俯视确实是应该要做的。
和从前做着同样的事,只是心里的感觉却是不一样了,从前听到元珩的咳嗽声,那真的是担忧的不得了。
可现在却是平淡极其的平淡,真的是没有类似的感觉,反倒是心中想起了另一个男人,莫名其妙的觉得心里堵堵的怪怪的。
元珩不是没发觉锦纯对自己的冷漠,但是即使发觉了也要当做布置,因为的确是自己亏待于她,一个人心死了心冷了没有了感情,这是一件很正常的事情。
没有就没有吧,自己对锦纯也没有什十分的用心过,都是应该的,自己没有付出真心又如何去祈求别人的心呢?
“听闻寒玉可是守了一夜为陛下熬的这碗汤药,她和陛下一起长大,最是了解你的身子,调制出的药自然也是最好最有效的,不过才短短半月,看你的脸色便比从前好了很多,不再像纸一样的苍白了,真是有效啊!”
看着手里端着的药,锦纯忽然讽刺的笑了,说的话倒是有些阴阳怪气。
要不怎么说寒祈兄妹都个个这么的优秀呢?虽说不喜欢寒玉,但是她会调制生香会制药,也是个十分聪明的姑娘。
若是没有其中这么多不好的事情的话,那自己看上她的眼神应该也会带着赞赏,可偏偏根本就赞赏不起来了。
“我知道你不喜欢玉儿,可是她最近倒是收敛了很多,也许是真的知道自己错了,更别说那楚国公主即将入宫。

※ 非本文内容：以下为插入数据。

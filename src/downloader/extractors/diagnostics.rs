// Failure diagnostics - maps platform client error output to a cause
//
// yt-dlp reports everything on stderr as free text; the orchestrator and
// the front end only need to know which of the resolution failure causes
// applies, plus a one-line context to show the user.

use crate::downloader::errors::ResolutionFailure;

/// Analyze an error message and return the failure cause
pub fn diagnose_error(error: &str) -> ResolutionFailure {
    let lower = error.to_lowercase();

    // Restrictions and removals
    if lower.contains("video unavailable")
        || lower.contains("video is unavailable")
        || lower.contains("video has been removed")
        || lower.contains("no longer available")
        || lower.contains("private video")
        || lower.contains("video is private")
        || lower.contains("sign in to confirm your age")
        || lower.contains("age-restricted")
        || lower.contains("available in your country")
        || lower.contains("blocked in your country")
        || lower.contains("members only")
        || lower.contains("members-only")
        || lower.contains("drm")
        || lower.contains("requires payment")
        || lower.contains("does not exist")
        || lower.contains("403")
        || lower.contains("forbidden")
    {
        return ResolutionFailure::Unavailable;
    }

    // Nothing to download
    if lower.contains("no video formats")
        || lower.contains("requested format is not available")
        || lower.contains("no formats")
    {
        return ResolutionFailure::NoStreams;
    }

    // Network level
    if lower.contains("timeout")
        || lower.contains("timed out")
        || lower.contains("connection refused")
        || lower.contains("connection reset")
        || lower.contains("network is unreachable")
        || lower.contains("name or service not known")
        || lower.contains("failed to resolve")
        || lower.contains("temporary failure in name resolution")
        || lower.contains("unable to download webpage")
        || lower.contains("429")
        || lower.contains("too many requests")
    {
        return ResolutionFailure::Unreachable;
    }

    // Unsupported or malformed URLs never reach any stream
    if lower.contains("unsupported url") || lower.contains("is not a valid url") {
        return ResolutionFailure::Unavailable;
    }

    ResolutionFailure::Malformed
}

/// First useful line of an error dump, for display
pub fn error_context(error: &str) -> String {
    let lines = || error.lines().map(str::trim).filter(|l| !l.is_empty());

    lines()
        .find(|l| l.to_lowercase().starts_with("error:"))
        .or_else(|| lines().last())
        .map(|l| l.trim_start_matches("ERROR:").trim().to_string())
        .unwrap_or_else(|| "no error output".to_string())
}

后宫有了主人,她也应该知道什么叫分寸了。”
元珩脸色淡淡的,知道锦纯是在不满,所以也算是在解释。
其实无非是后宫没有主人没有人管着,所以寒玉便忍不住教纵了几分,若是后宫有了主人,她应该也就知道收敛。
“但愿如此吧,看来还真的是喜欢自己这个妹妹到了现在都还要帮她说话。”
锦纯眼里面的笑是更深了,将空了的药碗随手放在桌子上,然后伸手搀扶着元珩的胳膊,轻轻的躺下。
虽说二人有身体的触碰,可是心中却没有任何的感觉,总觉得好像哪里都不对了,哪怕如此近距离的相处都感觉回不到当初的时候。
“曾经经我喝的每一碗药边上都会有着糖,我知道那糖是你亲手做的,可是已经许久未曾见到过那盘糖了,不,没有见到的是你亲手做的。”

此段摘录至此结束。